The inclusion of viewers in the process of art making has a long tradition in the history of performance-based art. By inviting people to actively participate, artists attempt to overcome traditional divisions between art objects and spectators, and production and reception.
Measuring the Universe turns the domestic custom of recording children’s heights on door frames into a public event, referring through its title to humankind’s age-old desire to gauge the scale of the world. The process creates a work of art with a multitude of participants, merging art with everyday life in a confluence that is at the very center of Ondák’s artistic practice.
Materials: The materials are incredibly simple. The only items required for the installation were a white room and a few black markers. What began as a clean white space has been filled with letters and lines and numbers as people pass through the gallery. Each tiny line represents a different person. The thousands and thousands of lines show just how many people pass through the museum each day, how many people were, in some tiny way, affected by this installation.
About the artist: Ondák often utilizes the participation of strangers in his work. The resulting art is, according to Jens Hoffman in her essay “East by West”, “a controlled study of collective imagination.” Pieces such as ‘ ‘Passage’ ‘, in which Ondák gave five hundred steel workers chocolate bars and asked them to sculpt the wrappers, and ‘ ‘Our City in 3000’ ‘, which consisted of drawings done by San Francisco children about what they think their city will look like in 3000, resemble ‘ ‘Measuring the Universe’ ‘ in their interactive quality. Ondák has one observe how people differ and come together in their various works, and even in their heights. All show the unity, and some separateness, in how people think, feel, and even in how they look.

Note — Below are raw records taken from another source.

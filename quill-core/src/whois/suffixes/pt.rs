//! DNS.PT (.pt): `Owner` and `Admin` prefixed contact lines, name servers
//! followed by address annotations.

use crate::whois::rules::{RuleSpec, Transform};
use crate::whois::ruleset::{FieldDelta, SuffixRules};

pub static PT: SuffixRules = SuffixRules {
    registry: "DNS.PT",
    suffixes: &["pt", "com.pt", "org.pt"],
    fields: &[
        FieldDelta::replace(
            "domain_name",
            &[RuleSpec::text(r"^Domain:[ \t]*(.+)").transform(Transform::Lowercase)],
        ),
        FieldDelta::replace("status", &[RuleSpec::text(r"^Domain Status:[ \t]*(.+)")]),
        FieldDelta::replace("registrant_name", &[RuleSpec::text(r"^Owner Name:[ \t]*(.+)")]),
        FieldDelta::replace("address", &[RuleSpec::text(r"^Owner Address:[ \t]*(.+)")]),
        FieldDelta::replace("city", &[RuleSpec::text(r"^Owner Locality:[ \t]*(.+)")]),
        FieldDelta::replace("zipcode", &[RuleSpec::text(r"^Owner ZipCode:[ \t]*(.+)")]),
        FieldDelta::replace("country", &[RuleSpec::text(r"^Owner Country Code:[ \t]*(.+)")]),
        FieldDelta::replace("admin_name", &[RuleSpec::text(r"^Admin Name:[ \t]*(.+)")]),
        FieldDelta::replace(
            "name_servers",
            &[RuleSpec::text(r"^Name Server:[ \t]*(.+)").transform(Transform::Hostname)],
        ),
    ],
};

#[cfg(test)]
mod tests {
    const SAMPLE: &str = "\
Domain: tap.pt\r
Domain Status: Registered\r
Creation Date: 14/01/1997 00:00:00\r
Expiration Date: 20/07/2025 23:59:42\r
Owner Name: Transportes Aereos Portugueses SA\r
Owner Address: Aeroporto de Lisboa Edificio 19\r
Owner Locality: Lisboa\r
Owner ZipCode: 1704-801\r
Owner Locality ZipCode: Lisboa\r
Owner Country Code: PT\r
Owner Email: dnsadmin@tap.pt\r
Admin Name: Eurodns S.A.\r
Admin Locality: Leudelange\r
Admin Country Code: LU\r
Admin Email: dnspt@admin.eurodns.com\r
Name Server: ns1-04.azure-dns.com | IPv4:  and IPv6: \r
Name Server: ns4-04.azure-dns.info | IPv4:  and IPv6: \r
Name Server: ns2-04.azure-dns.net | IPv4:  and IPv6: \r
Name Server: ns3-04.azure-dns.org | IPv4:  and IPv6: \r
";

    #[test]
    fn test_parse_dns_pt_response() {
        let record = crate::load("tap.pt", SAMPLE).unwrap();

        assert_eq!(record.get("domain_name").as_text(), Some("tap.pt"));
        assert_eq!(record.get("status").as_text(), Some("Registered"));
        assert_eq!(
            record.get("registrant_name").as_text(),
            Some("Transportes Aereos Portugueses SA")
        );
        assert_eq!(record.get("zipcode").as_text(), Some("1704-801"));
        assert_eq!(record.get("country").as_text(), Some("PT"));
        assert_eq!(record.get("admin_name").as_text(), Some("Eurodns S.A."));
        assert_eq!(record.get("emails").len(), 2);
        assert_eq!(
            record.get("name_servers").values()[1].to_string(),
            "ns4-04.azure-dns.info"
        );
    }

    #[test]
    fn test_day_first_slash_dates() {
        let record = crate::load("tap.pt", SAMPLE).unwrap();

        assert_eq!(
            record.get("creation_date").as_scalar().unwrap().to_string(),
            "1997-01-14 00:00:00"
        );
        assert_eq!(
            record.get("expiration_date").as_scalar().unwrap().to_string(),
            "2025-07-20 23:59:42"
        );
    }
}
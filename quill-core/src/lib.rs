pub mod error;
pub mod whois;

pub use error::{QuillError, Result};
pub use whois::{
    load, FieldValue, ParserConfig, Record, Registry, RegistryBuilder, Scalar, WhoisParser,
};
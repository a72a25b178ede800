//! Extraction rules: a text pattern bound to a canonical field.
//!
//! [`RuleSpec`] is the declarative, `const`-constructible form used by the
//! suffix tables. [`Rule`] is its compiled counterpart held by a composed
//! [`RuleSet`](super::ruleset::RuleSet).

use chrono::{DateTime, Utc};
use regex::{Regex, RegexBuilder};
use tracing::debug;

use super::date;
use super::record::Scalar;
use crate::error::{QuillError, Result};

/// Post-processing applied to every captured value.
///
/// All variants trim surrounding whitespace first. A value that ends up
/// empty is dropped.
#[derive(Debug, Clone, Copy, PartialEq, Eq, Default)]
pub enum Transform {
    #[default]
    Trim,
    Lowercase,
    /// Undoes the `user AT example.org` obfuscation some registries use.
    Email,
    /// First whitespace-separated token, lower-cased, without a trailing root dot.
    Hostname,
    /// Routes the value through the date normalizer; unparseable values are dropped.
    Date,
}

impl Transform {
    /// Applies the transform to one raw capture.
    pub fn apply(self, raw: &str) -> Option<Scalar> {
        let value = raw.trim();
        if value.is_empty() {
            return None;
        }

        let text = match self {
            Transform::Trim => value.to_string(),
            Transform::Lowercase => value.to_lowercase(),
            Transform::Email => deobfuscate_email(value),
            Transform::Hostname => value
                .split_whitespace()
                .next()?
                .trim_end_matches('.')
                .to_lowercase(),
            Transform::Date => return parse_date(value).map(Scalar::DateTime),
        };
        Some(Scalar::Text(text))
    }
}

fn parse_date(value: &str) -> Option<DateTime<Utc>> {
    let parsed = date::normalize(value);
    if parsed.is_none() {
        debug!(fragment = value, "Dropping unparseable date");
    }
    parsed
}

fn deobfuscate_email(value: &str) -> String {
    value.replace(" AT ", "@").replace(" at ", "@")
}

/// How many matches of one rule reach the field's match set.
#[derive(Debug, Clone, Copy, PartialEq, Eq, Default)]
pub enum Cardinality {
    /// Every match in the document contributes.
    #[default]
    CollectAll,
    /// Only the first match in the document contributes, if any.
    ScalarOrAbsent,
}

/// Declarative rule as written in the suffix tables.
#[derive(Debug, Clone, Copy, PartialEq, Eq)]
pub struct RuleSpec {
    pub pattern: &'static str,
    pub transform: Transform,
    pub cardinality: Cardinality,
    /// The capture is a block of lines, each non-blank line being one value.
    pub block: bool,
}

impl RuleSpec {
    /// A text rule collecting every match.
    pub const fn text(pattern: &'static str) -> Self {
        Self {
            pattern,
            transform: Transform::Trim,
            cardinality: Cardinality::CollectAll,
            block: false,
        }
    }

    /// A date rule collecting every match that normalizes.
    pub const fn date(pattern: &'static str) -> Self {
        Self::text(pattern).transform(Transform::Date)
    }

    pub const fn transform(mut self, transform: Transform) -> Self {
        self.transform = transform;
        self
    }

    pub const fn first_only(mut self) -> Self {
        self.cardinality = Cardinality::ScalarOrAbsent;
        self
    }

    /// Treats each line of the capture as a separate value.
    pub const fn block(mut self) -> Self {
        self.block = true;
        self
    }

    /// Compiles the pattern case-insensitively with `^`/`$` matching at line bounds.
    pub fn compile(&self, field: &str) -> Result<Rule> {
        let pattern = RegexBuilder::new(self.pattern)
            .case_insensitive(true)
            .multi_line(true)
            .build()
            .map_err(|source| QuillError::InvalidPattern {
                field: field.to_string(),
                source,
            })?;

        Ok(Rule {
            pattern,
            transform: self.transform,
            cardinality: self.cardinality,
            block: self.block,
        })
    }
}

/// A compiled rule.
#[derive(Debug, Clone)]
pub struct Rule {
    pattern: Regex,
    transform: Transform,
    cardinality: Cardinality,
    block: bool,
}

impl Rule {
    pub fn pattern(&self) -> &Regex {
        &self.pattern
    }

    pub fn transform(&self) -> Transform {
        self.transform
    }

    pub fn cardinality(&self) -> Cardinality {
        self.cardinality
    }

    /// Scans the whole text and returns the transformed values in document order.
    ///
    /// Every participating capture group contributes, in group order. A
    /// pattern without groups contributes the whole match. Block rules
    /// split each capture into lines first.
    pub fn scan(&self, text: &str) -> Vec<Scalar> {
        let mut values = Vec::new();

        for caps in self.pattern.captures_iter(text) {
            let raws: Vec<&str> = if caps.len() > 1 {
                caps.iter().skip(1).flatten().map(|m| m.as_str()).collect()
            } else {
                caps.get(0).map(|m| m.as_str()).into_iter().collect()
            };

            for raw in raws {
                if self.block {
                    values.extend(raw.lines().filter_map(|line| self.transform.apply(line)));
                } else {
                    values.extend(self.transform.apply(raw));
                }
            }

            if self.cardinality == Cardinality::ScalarOrAbsent && !values.is_empty() {
                break;
            }
        }

        values
    }
}

#[cfg(test)]
mod tests {
    use super::*;

    fn compile(spec: RuleSpec) -> Rule {
        spec.compile("test").unwrap()
    }

    #[test]
    fn test_email_deobfuscation() {
        assert_eq!(
            Transform::Email.apply("  hostmaster AT arik.baratz.org "),
            Some(Scalar::Text("hostmaster@arik.baratz.org".to_string()))
        );
        assert_eq!(
            Transform::Email.apply("plain@example.org"),
            Some(Scalar::Text("plain@example.org".to_string()))
        );
    }

    #[test]
    fn test_transforms_drop_empty() {
        assert_eq!(Transform::Trim.apply("   "), None);
        assert_eq!(Transform::Date.apply(""), None);
        assert_eq!(Transform::Date.apply("sometime soon"), None);
    }

    #[test]
    fn test_hostname_and_lowercase() {
        assert_eq!(
            Transform::Hostname.apply("NS1.Example.de. 192.0.2.1"),
            Some(Scalar::Text("ns1.example.de".to_string()))
        );
        assert_eq!(
            Transform::Lowercase.apply("NS1.EXAMPLE.COM"),
            Some(Scalar::Text("ns1.example.com".to_string()))
        );
    }

    #[test]
    fn test_scan_collects_all_in_document_order() {
        let rule = compile(RuleSpec::text(r"Name Server:[ \t]*(.+)"));
        let text = "Name Server: b.example\nname server: a.example\nName Server: b.example\n";
        assert_eq!(
            rule.scan(text),
            vec![
                Scalar::Text("b.example".to_string()),
                Scalar::Text("a.example".to_string()),
                Scalar::Text("b.example".to_string()),
            ]
        );
    }

    #[test]
    fn test_scan_first_only() {
        let rule = compile(RuleSpec::text(r"Name:[ \t]*(.+)").first_only());
        assert_eq!(
            rule.scan("Name: first\nName: second\n"),
            vec![Scalar::Text("first".to_string())]
        );
    }

    #[test]
    fn test_scan_block_splits_lines() {
        let rule = compile(
            RuleSpec::text(r"Name servers:[ \t]*\r?\n((?:[ \t]+\S[^\r\n]*\r?\n?)+)")
                .transform(Transform::Hostname)
                .block(),
        );
        let text = "Name servers:\n    ns1.example.co.uk\n    NS2.example.co.uk 192.0.2.2\n\nDNSSEC: no\n";
        assert_eq!(
            rule.scan(text),
            vec![
                Scalar::Text("ns1.example.co.uk".to_string()),
                Scalar::Text("ns2.example.co.uk".to_string()),
            ]
        );
    }

    #[test]
    fn test_scan_without_groups_uses_whole_match() {
        let rule = compile(RuleSpec::text(r"[\w.-]+@[\w.-]+\.\w{2,4}"));
        assert_eq!(
            rule.scan("contact abuse@example.com or noc@example.net today"),
            vec![
                Scalar::Text("abuse@example.com".to_string()),
                Scalar::Text("noc@example.net".to_string()),
            ]
        );
    }

    #[test]
    fn test_scan_drops_blank_capture() {
        let rule = compile(RuleSpec::text(r"Registrar:[ \t]*(.+)"));
        assert!(rule.scan("Registrar:   \n    Name: Webnames.ca Inc.\n").is_empty());
    }

    #[test]
    fn test_invalid_pattern_reports_field() {
        let err = RuleSpec::text(r"(unclosed").compile("registrar").unwrap_err();
        assert!(matches!(err, QuillError::InvalidPattern { ref field, .. } if field == "registrar"));
    }
}
//! Extraction engine: applies a composed rule-set to decoded text.

use tracing::trace;

use super::record::{FieldValue, Scalar};
use super::ruleset::RuleSet;

/// Runs every field's rules over `text` and collapses each match set.
///
/// Returns one entry per field of the rule-set, in rule-set order. Fields
/// with no surviving match are [`FieldValue::Absent`]; a dropped value
/// (blank capture, unparseable date) only affects its own field.
pub fn extract(text: &str, rules: &RuleSet) -> Vec<(String, FieldValue)> {
    rules
        .fields()
        .iter()
        .map(|field| {
            let matches: Vec<Scalar> = field
                .rules()
                .iter()
                .flat_map(|rule| rule.scan(text))
                .collect();

            trace!(field = field.name(), matches = matches.len(), "Scanned field");

            (field.name().to_string(), FieldValue::collapse(matches))
        })
        .collect()
}
//! AFNIC (.fr and the overseas suffixes it runs): RIPE-style objects where
//! every contact object repeats `registrar:` and `status`-like keys.

use crate::whois::rules::{RuleSpec, Transform};
use crate::whois::ruleset::{FieldDelta, SuffixRules};

pub static FR: SuffixRules = SuffixRules {
    registry: "AFNIC",
    suffixes: &["fr", "re", "pm", "tf", "wf", "yt"],
    fields: &[
        FieldDelta::replace(
            "domain_name",
            &[RuleSpec::text(r"^domain:[ \t]*(.+)").transform(Transform::Lowercase)],
        ),
        FieldDelta::replace("status", &[RuleSpec::text(r"^status:[ \t]*(.+)")]),
        FieldDelta::replace(
            "registrar",
            &[RuleSpec::text(r"^registrar:[ \t]*(.+)").first_only()],
        ),
        FieldDelta::replace("creation_date", &[RuleSpec::date(r"^created:[ \t]*(.+)")]),
        FieldDelta::replace("updated_date", &[RuleSpec::date(r"^last-update:[ \t]*(.+)")]),
        FieldDelta::replace(
            "name_servers",
            &[RuleSpec::text(r"^nserver:[ \t]*(.+)").transform(Transform::Hostname)],
        ),
        FieldDelta::replace("holder_id", &[RuleSpec::text(r"^holder-c:[ \t]*(.+)")]),
        FieldDelta::replace("admin_id", &[RuleSpec::text(r"^admin-c:[ \t]*(.+)")]),
        FieldDelta::replace("tech_id", &[RuleSpec::text(r"^tech-c:[ \t]*(.+)")]),
    ],
};
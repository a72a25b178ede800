//! The structured result of parsing one WHOIS response.

use std::fmt;

use chrono::{DateTime, Utc};
use serde::ser::{SerializeMap, SerializeSeq};
use serde::{Serialize, Serializer};

/// Canonical string form of date-time values.
pub const DATETIME_FORMAT: &str = "%Y-%m-%d %H:%M:%S";

/// A single normalized value.
#[derive(Debug, Clone, PartialEq, Eq)]
pub enum Scalar {
    Text(String),
    DateTime(DateTime<Utc>),
}

impl Scalar {
    pub fn as_text(&self) -> Option<&str> {
        match self {
            Scalar::Text(s) => Some(s),
            Scalar::DateTime(_) => None,
        }
    }

    pub fn as_datetime(&self) -> Option<DateTime<Utc>> {
        match self {
            Scalar::Text(_) => None,
            Scalar::DateTime(dt) => Some(*dt),
        }
    }
}

impl fmt::Display for Scalar {
    fn fmt(&self, f: &mut fmt::Formatter<'_>) -> fmt::Result {
        match self {
            Scalar::Text(s) => f.write_str(s),
            Scalar::DateTime(dt) => write!(f, "{}", dt.format(DATETIME_FORMAT)),
        }
    }
}

impl Serialize for Scalar {
    fn serialize<S: Serializer>(&self, serializer: S) -> Result<S::Ok, S::Error> {
        match self {
            Scalar::Text(s) => serializer.serialize_str(s),
            Scalar::DateTime(_) => serializer.collect_str(self),
        }
    }
}

/// Value of one field after collapsing its matches.
///
/// Zero distinct matches give `Absent`, one gives `Scalar`, more give a
/// `List` of the distinct values in order of first occurrence.
#[derive(Debug, Clone, PartialEq, Eq, Default)]
pub enum FieldValue {
    #[default]
    Absent,
    Scalar(Scalar),
    List(Vec<Scalar>),
}

static ABSENT: FieldValue = FieldValue::Absent;

impl FieldValue {
    /// Collapses a match set: duplicates are removed keeping first occurrence.
    pub fn collapse(matches: Vec<Scalar>) -> Self {
        let mut distinct: Vec<Scalar> = Vec::with_capacity(matches.len());
        for value in matches {
            if !distinct.contains(&value) {
                distinct.push(value);
            }
        }

        match distinct.len() {
            0 => FieldValue::Absent,
            1 => FieldValue::Scalar(distinct.remove(0)),
            _ => FieldValue::List(distinct),
        }
    }

    pub fn is_absent(&self) -> bool {
        matches!(self, FieldValue::Absent)
    }

    pub fn as_scalar(&self) -> Option<&Scalar> {
        match self {
            FieldValue::Scalar(value) => Some(value),
            _ => None,
        }
    }

    pub fn as_text(&self) -> Option<&str> {
        self.as_scalar().and_then(Scalar::as_text)
    }

    pub fn as_datetime(&self) -> Option<DateTime<Utc>> {
        self.as_scalar().and_then(Scalar::as_datetime)
    }

    pub fn as_list(&self) -> Option<&[Scalar]> {
        match self {
            FieldValue::List(values) => Some(values),
            _ => None,
        }
    }

    /// All values regardless of shape: none, one, or many.
    pub fn values(&self) -> &[Scalar] {
        match self {
            FieldValue::Absent => &[],
            FieldValue::Scalar(value) => std::slice::from_ref(value),
            FieldValue::List(values) => values,
        }
    }

    pub fn len(&self) -> usize {
        self.values().len()
    }

    pub fn is_empty(&self) -> bool {
        self.is_absent()
    }
}

impl Serialize for FieldValue {
    fn serialize<S: Serializer>(&self, serializer: S) -> Result<S::Ok, S::Error> {
        match self {
            FieldValue::Absent => serializer.serialize_none(),
            FieldValue::Scalar(value) => value.serialize(serializer),
            FieldValue::List(values) => {
                let mut seq = serializer.serialize_seq(Some(values.len()))?;
                for value in values {
                    seq.serialize_element(value)?;
                }
                seq.end()
            }
        }
    }
}

/// Read-only mapping from canonical field name to value.
///
/// Every field of the rule-set that produced the record is held, in
/// rule-set order; fields that matched nothing are `Absent` and are left
/// out of [`keys`](Record::keys) and [`iter`](Record::iter).
#[derive(Debug, Clone, PartialEq, Eq)]
pub struct Record {
    domain: String,
    suffix: Option<String>,
    fields: Vec<(String, FieldValue)>,
}

impl Record {
    pub(crate) fn new(
        domain: String,
        suffix: Option<String>,
        fields: Vec<(String, FieldValue)>,
    ) -> Self {
        Self {
            domain,
            suffix,
            fields,
        }
    }

    /// The domain name the response was parsed for.
    pub fn domain(&self) -> &str {
        &self.domain
    }

    /// Suffix key of the rule table used, `None` when the generic table applied.
    pub fn suffix(&self) -> Option<&str> {
        self.suffix.as_deref()
    }

    /// Looks up a field; unknown and unmatched fields are `Absent`.
    pub fn get(&self, key: &str) -> &FieldValue {
        self.fields
            .iter()
            .find(|(name, _)| name == key)
            .map(|(_, value)| value)
            .unwrap_or(&ABSENT)
    }

    /// Looks up a field, falling back to `default` when absent.
    pub fn get_or<'a>(&'a self, key: &str, default: &'a FieldValue) -> &'a FieldValue {
        match self.get(key) {
            FieldValue::Absent => default,
            value => value,
        }
    }

    pub fn contains_key(&self, key: &str) -> bool {
        !self.get(key).is_absent()
    }

    /// Names of the fields that carry a value.
    pub fn keys(&self) -> impl Iterator<Item = &str> {
        self.iter().map(|(name, _)| name)
    }

    /// Present fields with their values.
    pub fn iter(&self) -> impl Iterator<Item = (&str, &FieldValue)> {
        self.fields
            .iter()
            .filter(|(_, value)| !value.is_absent())
            .map(|(name, value)| (name.as_str(), value))
    }

    /// Number of present fields.
    pub fn len(&self) -> usize {
        self.iter().count()
    }

    pub fn is_empty(&self) -> bool {
        self.len() == 0
    }
}

impl Serialize for Record {
    fn serialize<S: Serializer>(&self, serializer: S) -> Result<S::Ok, S::Error> {
        let mut map = serializer.serialize_map(Some(self.fields.len()))?;
        for (name, value) in &self.fields {
            map.serialize_entry(name, value)?;
        }
        map.end()
    }
}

Ondák, like performance artists, attempts to transcend traditional divisions between piece and spectator, between viewing something and being a part of its creation. He makes art interactive, bringing together both the artistic cognescenti and plain, everyday steel workers. He allows everyone to have some sort of artistic record of themselves, from the highest of critics to tourists from Omaha who just wanted to visit a famous New York City museum, and ended up being a part of a fascinating work of art. Ondák brings together total strangers in his work. He gives what could be interpreted by many people as cold and impenetrable pieces of conceptual “art” a warm, friendly feeling. He allows everyone to have a little piece of high art. Conceptual Art is often perceived as something pretentious and inaccessible, but Ondák gives anyone and everyone the chance to literally be recorded in a museum. ‘ ‘Measuring the Universe’ ‘ also possesses domestic qualities. In thousands of households, one can find a spot in the kitchen or living room or basement in which children’s heights are measured with a simple ruler and black marker, records of life and growing up. Ondák’s installation allows complete strangers to come together in an intimate way. By bringing an action normally confined to private corners of people’s homes to something as large and anonymous as a museum, he ties strangers together. They perform a somewhat intimate, comforting act together, bringing not only black lines to a white space, but a record of who they were and when they came together. He fills a plain space not with meaningless symbols or lines, but records of real, actual people who appreciated his work.